Tuesday, 4 September 2012

Sunday Circle: Guest Blog Missing the Wood for the Trees

http://www.sundaycircle.com/2012/09/guest-blog-missing-the-wood-for-the-trees/
Sundaycircle.com regularly opens its blog to a variety of colourful, opinionated and witty individuals from various walks of life...

Dr Neil Falzon, is a human rights lawyer, and former head of the Malta branches of the UNHCR and Amnesty International. Today, he is the Director of aditus foundation, an NGO dedicated to the rights of minority groups.

For more information about aditus, visit their website here.

Last week the Rights and Obligations of Cohabitants Act was published by the Ministry for Justice, Dialogue and the Family, as a document for public consultation. For the one-month period between 28 August and 30 September everyone, including you, is invited to contribute to the national discussion by commenting on this Cohabitation Bill.

The Bill is pretty straightforward. Nineteen articles in nine pages essentially saying that two unmarried persons living together as a couple will be able to register their relationship in a regime called ‘civil cohabitation partnership’.

Upon registration the couple will be required to regulate personal matters such as maintenance, properties and children, all in a manner enforceable in court by either person in the relationship. Persons in unregistered relationships can also benefit from the Bill’s regime, if existence of their relationship is eventually established in court.

Importantly, the Cohabitation Bill proposes to resolve issues such as hospital visits, medical decisions and bereavement leave by granting the status of ‘next of kin’ to persons in a civil cohabitation partnership. Persons in relationships with non-European Union nationals will be pleased to know that, through a Foreign Affairs Ministry policy, a civil cohabitation partnership will result in the right of entry, stay and employment in Malta.

Yet despite what sounds like an innovative and groundbreaking law, hailed as a first step towards the legal recognition of same-sex couples as valid families, our criticism of the Bill has been an unequivocally harsh one. In our view, the Bill offers same-sex couples very little more than the crumbs granted under today’s legal regime.

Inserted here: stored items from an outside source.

//! CLI subcommand implementations.

pub mod migrate;
pub mod seed;

use productstore_storefront::config::StorefrontConfig;
use productstore_storefront::db::{self, PgStore};

/// Error returned when a command needs `PostgreSQL` but none is configured.
#[derive(Debug, thiserror::Error)]
#[error("STOREFRONT_DATABASE_URL (or DATABASE_URL) must be set")]
pub struct MissingDatabaseUrl;

/// Load configuration and connect to the configured `PostgreSQL` database.
///
/// # Errors
///
/// Returns an error if configuration is invalid, no database URL is set, or
/// the connection fails.
pub async fn connect() -> Result<(StorefrontConfig, PgStore), Box<dyn std::error::Error>> {
    let config = StorefrontConfig::from_env()?;
    let url = config.database_url.as_ref().ok_or(MissingDatabaseUrl)?;

    tracing::info!("Connecting to storefront database...");
    let pool = db::create_pool(url).await?;
    Ok((config, PgStore::new(pool)))
}
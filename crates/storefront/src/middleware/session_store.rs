//! `tower-sessions` store backed by the session repository.
//!
//! Session records are persisted as session documents keyed by the session
//! ID. The signed-in user's ID is lifted out of the payload so the store can
//! associate sessions with users.

use std::collections::HashMap;
use std::sync::Arc;

use async_trait::async_trait;
use chrono::{DateTime, SubsecRound, Utc};
use tower_sessions::cookie::time::OffsetDateTime;
use tower_sessions::session::{Id, Record};
use tower_sessions::session_store::{self, SessionStore};

use productstore_core::UserId;

use crate::db::{DocumentStore, RepositoryError, SessionRepository};
use crate::models::session_keys;

/// New session IDs tried before giving up on collisions.
const MAX_ID_ATTEMPTS: usize = 3;

/// A [`SessionStore`] that writes through [`SessionRepository`].
#[derive(Debug, Clone)]
pub struct DocumentSessionStore {
    store: Arc<dyn DocumentStore>,
}

impl DocumentSessionStore {
    #[must_use]
    pub const fn new(store: Arc<dyn DocumentStore>) -> Self {
        Self { store }
    }

    fn sessions(&self) -> SessionRepository<'_> {
        SessionRepository::new(self.store.as_ref())
    }
}

fn backend(err: RepositoryError) -> session_store::Error {
    session_store::Error::Backend(err.to_string())
}

fn to_chrono(expiry: OffsetDateTime) -> session_store::Result<DateTime<Utc>> {
    DateTime::from_timestamp(expiry.unix_timestamp(), expiry.nanosecond())
        .map(|expires| expires.trunc_subsecs(6))
        .ok_or_else(|| session_store::Error::Encode("session expiry out of range".to_string()))
}

fn to_offset(expires: DateTime<Utc>) -> session_store::Result<OffsetDateTime> {
    let nanos = expires
        .timestamp_nanos_opt()
        .ok_or_else(|| session_store::Error::Decode("session expiry out of range".to_string()))?;
    OffsetDateTime::from_unix_timestamp_nanos(i128::from(nanos))
        .map_err(|e| session_store::Error::Decode(e.to_string()))
}

/// The signed-in user recorded in the session payload, if any.
fn user_id(record: &Record) -> Option<UserId> {
    record
        .data
        .get(session_keys::CURRENT_USER)?
        .get("userId")?
        .as_str()
        .and_then(|id| UserId::parse(id).ok())
}

fn encode(record: &Record) -> session_store::Result<serde_json::Value> {
    serde_json::to_value(&record.data).map_err(|e| session_store::Error::Encode(e.to_string()))
}

#[async_trait]
impl SessionStore for DocumentSessionStore {
    async fn create(&self, record: &mut Record) -> session_store::Result<()> {
        let data = encode(record)?;
        let expires = to_chrono(record.expiry_date)?;

        for _ in 0..MAX_ID_ATTEMPTS {
            match self
                .sessions()
                .create(&record.id.to_string(), user_id(record), data.clone(), expires)
                .await
            {
                Ok(_) => return Ok(()),
                // ID collision: pick another and retry.
                Err(RepositoryError::Conflict(_)) => record.id = Id::default(),
                Err(e) => return Err(backend(e)),
            }
        }

        Err(session_store::Error::Backend(format!(
            "no free session id after {MAX_ID_ATTEMPTS} attempts"
        )))
    }

    async fn save(&self, record: &Record) -> session_store::Result<()> {
        let token = record.id.to_string();
        let data = encode(record)?;
        let expires = to_chrono(record.expiry_date)?;
        let user_id = user_id(record);

        let updated = self
            .sessions()
            .update(&token, user_id, &data, expires)
            .await
            .map_err(backend)?;
        if !updated {
            self.sessions()
                .create(&token, user_id, data, expires)
                .await
                .map_err(backend)?;
        }
        Ok(())
    }

    async fn load(&self, id: &Id) -> session_store::Result<Option<Record>> {
        let token = id.to_string();
        let Some(session) = self.sessions().get(&token).await.map_err(backend)? else {
            return Ok(None);
        };

        if session.expires <= Utc::now() {
            self.sessions().delete(&token).await.map_err(backend)?;
            return Ok(None);
        }

        let data: HashMap<String, serde_json::Value> = serde_json::from_value(session.data)
            .map_err(|e| session_store::Error::Decode(e.to_string()))?;

        Ok(Some(Record {
            id: *id,
            data,
            expiry_date: to_offset(session.expires)?,
        }))
    }

    async fn delete(&self, id: &Id) -> session_store::Result<()> {
        self.sessions()
            .delete(&id.to_string())
            .await
            .map_err(backend)?;
        Ok(())
    }
}

#[cfg(test)]
#[allow(clippy::unwrap_used)]
mod tests {
    use secrecy::SecretString;
    use serde_json::json;
    use tower_sessions::cookie::time::Duration;

    use productstore_core::Email;

    use super::*;
    use crate::db::{MemoryStore, UserRepository};

    fn record(expiry: Duration) -> Record {
        Record {
            id: Id::default(),
            data: HashMap::new(),
            expiry_date: OffsetDateTime::now_utc() + expiry,
        }
    }

    #[tokio::test]
    async fn test_create_load_delete() {
        let store: Arc<dyn DocumentStore> = Arc::new(MemoryStore::new());
        let sessions = DocumentSessionStore::new(Arc::clone(&store));

        let mut rec = record(Duration::hours(1));
        rec.data.insert("k".to_string(), json!("v"));
        sessions.create(&mut rec).await.unwrap();

        let loaded = sessions.load(&rec.id).await.unwrap().unwrap();
        assert_eq!(loaded.data.get("k"), Some(&json!("v")));
        assert_eq!(
            loaded.expiry_date.unix_timestamp(),
            rec.expiry_date.unix_timestamp()
        );

        sessions.delete(&rec.id).await.unwrap();
        assert!(sessions.load(&rec.id).await.unwrap().is_none());
    }

    #[tokio::test]
    async fn test_save_records_user_id() {
        let store: Arc<dyn DocumentStore> = Arc::new(MemoryStore::new());
        let sessions = DocumentSessionStore::new(Arc::clone(&store));
        let user = UserRepository::new(store.as_ref())
            .create(
                "Demo",
                &Email::parse("demo@x.com").unwrap(),
                SecretString::from("hash"),
            )
            .await
            .unwrap()
            .id;

        let mut rec = record(Duration::hours(1));
        rec.data.insert(
            session_keys::CURRENT_USER.to_string(),
            json!({"userId": user.to_string(), "name": "Demo", "email": "demo@x.com"}),
        );
        // Save without a prior create inserts.
        sessions.save(&rec).await.unwrap();

        let stored = SessionRepository::new(store.as_ref())
            .get(&rec.id.to_string())
            .await
            .unwrap()
            .unwrap();
        assert_eq!(stored.user_id, Some(user));

        rec.data.clear();
        sessions.save(&rec).await.unwrap();
        let stored = SessionRepository::new(store.as_ref())
            .get(&rec.id.to_string())
            .await
            .unwrap()
            .unwrap();
        assert_eq!(stored.user_id, None);
    }

    #[tokio::test]
    async fn test_expired_session_is_absent() {
        let store: Arc<dyn DocumentStore> = Arc::new(MemoryStore::new());
        let sessions = DocumentSessionStore::new(Arc::clone(&store));

        let mut rec = record(Duration::seconds(-5));
        sessions.create(&mut rec).await.unwrap();

        assert!(sessions.load(&rec.id).await.unwrap().is_none());
        assert!(
            SessionRepository::new(store.as_ref())
                .get(&rec.id.to_string())
                .await
                .unwrap()
                .is_none()
        );
    }

    #[tokio::test]
    async fn test_create_retries_id_collision() {
        let store: Arc<dyn DocumentStore> = Arc::new(MemoryStore::new());
        let sessions = DocumentSessionStore::new(Arc::clone(&store));

        let mut first = record(Duration::hours(1));
        sessions.create(&mut first).await.unwrap();

        let mut second = record(Duration::hours(1));
        second.id = first.id;
        sessions.create(&mut second).await.unwrap();

        assert_ne!(second.id, first.id);
        assert!(sessions.load(&second.id).await.unwrap().is_some());
    }

    #[tokio::test]
    async fn test_create_with_unknown_user_fails_without_retrying() {
        let store: Arc<dyn DocumentStore> = Arc::new(MemoryStore::new());
        let sessions = DocumentSessionStore::new(Arc::clone(&store));

        let mut rec = record(Duration::hours(1));
        rec.data.insert(
            session_keys::CURRENT_USER.to_string(),
            json!({"userId": UserId::generate().to_string()}),
        );
        let original = rec.id;

        let err = sessions.create(&mut rec).await.unwrap_err();
        assert!(matches!(err, session_store::Error::Backend(_)));
        assert_eq!(rec.id, original);
    }
}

Summarily, our position highlights the Bill’s over-emphasis on financial and property matters, whilst ignoring the fact that almost anyone today may regulate most of their affairs with any other person: boyfriend, girlfriend, friend, sibling, flat-mate, etc. Yes, persons ignorant of these possibilities are made vulnerable by their predicament, yet the Cohabitation Bill will not do away with these cases as it will anyway require what is required today: a degree of responsibility, self-regulation and initiative.

But at this stage we want to avoid getting entangled in the Bill’s details, as the exercise runs the risk of missing the wood for the trees. As Malta’s first attempt at embracing same-sex relationships, the Cohabitation Bill fails to eliminate the institutional discrimination present in our system. Instead, it further relegates same-sex couples to a social and legal tier below that enjoyed by the majority, by different-sex couples.

As a human rights organisation, we are firmly grounded in the key principle that “all human beings are born free and equal in dignity and rights”. What this ultimately translates into is a world view that adamantly refuses to categorise human beings according to innate or core features such as skin colour, age, disability, gender or sexual orientation.



Yet it is a world view that is constantly being challenged, and the Cohabitation Bill is just one of the instruments trying to convince you that it is in fact not only possible, but also perfectly legitimate, to so easily rank various groups of human beings.

Once you’re convinced, it is just a matter of time and imagination till you devise the ranking criteria, realise why you firmly believe this group is socially preferable to that group, and understand how giving those people so much is actually pushing the limits of your generosity.

It is the job of aditus foundation to counter this fragmentation and insist that fundamental human rights are the rightful claim of all persons. That the right to marry, for it’s own sake and for the sake of the rights and obligations it entails, should be open to all persons without ranking, without discrimination.

So go on, write to the Ministry. It won’t take more than two minutes.